Instructions to follow
All of the records should be restated word for word.

BEGIN

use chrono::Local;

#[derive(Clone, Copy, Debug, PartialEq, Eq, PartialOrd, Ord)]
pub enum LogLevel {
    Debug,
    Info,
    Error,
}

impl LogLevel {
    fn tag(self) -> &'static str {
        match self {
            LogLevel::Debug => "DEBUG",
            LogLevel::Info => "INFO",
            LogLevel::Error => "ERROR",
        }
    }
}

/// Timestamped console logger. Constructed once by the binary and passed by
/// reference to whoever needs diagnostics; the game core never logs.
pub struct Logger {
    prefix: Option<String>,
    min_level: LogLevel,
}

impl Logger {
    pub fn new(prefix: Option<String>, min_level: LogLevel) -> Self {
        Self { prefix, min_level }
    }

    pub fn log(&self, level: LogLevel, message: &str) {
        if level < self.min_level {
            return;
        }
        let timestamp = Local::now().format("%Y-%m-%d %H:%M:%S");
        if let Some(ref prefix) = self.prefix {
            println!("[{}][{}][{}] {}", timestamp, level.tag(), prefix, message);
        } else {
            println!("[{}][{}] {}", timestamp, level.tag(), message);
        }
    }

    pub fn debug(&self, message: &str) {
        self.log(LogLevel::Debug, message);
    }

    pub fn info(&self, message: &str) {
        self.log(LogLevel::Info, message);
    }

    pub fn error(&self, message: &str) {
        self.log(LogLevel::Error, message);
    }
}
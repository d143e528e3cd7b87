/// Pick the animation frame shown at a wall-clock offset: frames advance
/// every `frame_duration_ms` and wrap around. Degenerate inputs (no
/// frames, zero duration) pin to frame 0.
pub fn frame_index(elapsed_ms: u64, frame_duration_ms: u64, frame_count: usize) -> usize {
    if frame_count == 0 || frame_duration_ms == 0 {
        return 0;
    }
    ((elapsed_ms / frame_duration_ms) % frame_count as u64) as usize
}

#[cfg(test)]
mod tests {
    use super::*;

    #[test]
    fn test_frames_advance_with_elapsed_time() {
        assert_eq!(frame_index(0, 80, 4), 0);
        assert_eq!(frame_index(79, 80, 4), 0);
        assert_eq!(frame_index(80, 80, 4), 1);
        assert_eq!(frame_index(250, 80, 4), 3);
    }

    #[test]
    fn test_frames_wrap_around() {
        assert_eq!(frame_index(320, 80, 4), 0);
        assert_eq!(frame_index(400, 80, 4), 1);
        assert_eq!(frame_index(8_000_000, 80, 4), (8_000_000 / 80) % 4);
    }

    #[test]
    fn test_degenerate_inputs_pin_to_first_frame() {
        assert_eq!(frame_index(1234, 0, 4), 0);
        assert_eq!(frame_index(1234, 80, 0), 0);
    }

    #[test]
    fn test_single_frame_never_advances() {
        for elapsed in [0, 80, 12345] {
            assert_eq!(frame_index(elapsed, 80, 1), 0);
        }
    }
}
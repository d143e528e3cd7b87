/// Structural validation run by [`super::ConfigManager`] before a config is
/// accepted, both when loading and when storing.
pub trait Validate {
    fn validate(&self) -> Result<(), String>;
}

END

Answer for the task
use chrono::Local;

#[derive(Clone, Copy, Debug, PartialEq, Eq, PartialOrd, Ord)]
pub enum LogLevel {
    Debug,
    Info,
    Error,
}

impl LogLevel {
    fn tag(self) -> &'static str {
        match self {
            LogLevel::Debug => "DEBUG",
            LogLevel::Info => "INFO",
            LogLevel::Error => "ERROR",
        }
    }
}

/// Timestamped console logger. Constructed once by the binary and passed by
/// reference to whoever needs diagnostics; the game core never logs.
pub struct Logger {
    prefix: Option<String>,
    min_level: LogLevel,
}

impl Logger {
    pub fn new(prefix: Option<String>, min_level: LogLevel) -> Self {
        Self { prefix, min_level }
    }

    pub fn log(&self, level: LogLevel, message: &str) {
        if level < self.min_level {
            return;
        }
        let timestamp = Local::now().format("%Y-%m-%d %H:%M:%S");
        if let Some(ref prefix) = self.prefix {
            println!("[{}][{}][{}] {}", timestamp, level.tag(), prefix, message);
        } else {
            println!("[{}][{}] {}", timestamp, level.tag(), message);
        }
    }

    pub fn debug(&self, message: &str) {
        self.log(LogLevel::Debug, message);
    }

    pub fn info(&self, message: &str) {
        self.log(LogLevel::Info, message);
    }

    pub fn error(&self, message: &str) {
        self.log(LogLevel::Error, message);
    }
}
repository d143e528e3cd7b87
/// Pick the animation frame shown at a wall-clock offset: frames advance
/// every `frame_duration_ms` and wrap around. Degenerate inputs (no
/// frames, zero duration) pin to frame 0.
pub fn frame_index(elapsed_ms: u64, frame_duration_ms: u64, frame_count: usize) -> usize {
    if frame_count == 0 || frame_duration_ms == 0 {
        return 0;
    }
    ((elapsed_ms / frame_duration_ms) % frame_count as u64) as usize
}

#[cfg(test)]
mod tests {
    use super::*;

    #[test]
    fn test_frames_advance_with_elapsed_time() {
        assert_eq!(frame_index(0, 80, 4), 0);
        assert_eq!(frame_index(79, 80, 4), 0);
        assert_eq!(frame_index(80, 80, 4), 1);
        assert_eq!(frame_index(250, 80, 4), 3);
    }

    #[test]
    fn test_frames_wrap_around() {
        assert_eq!(frame_index(320, 80, 4), 0);
        assert_eq!(frame_index(400, 80, 4), 1);
        assert_eq!(frame_index(8_000_000, 80, 4), (8_000_000 / 80) % 4);
    }

    #[test]
    fn test_degenerate_inputs_pin_to_first_frame() {
        assert_eq!(frame_index(1234, 0, 4), 0);
        assert_eq!(frame_index(1234, 80, 0), 0);
    }

    #[test]
    fn test_single_frame_never_advances() {
        for elapsed in [0, 80, 12345] {
            assert_eq!(frame_index(elapsed, 80, 1), 0);
        }
    }
}
repository d143e528e3cd7b87
/// Structural validation run by [`super::ConfigManager`] before a config is
/// accepted, both when loading and when storing.
pub trait Validate {
    fn validate(&self) -> Result<(), String>;
}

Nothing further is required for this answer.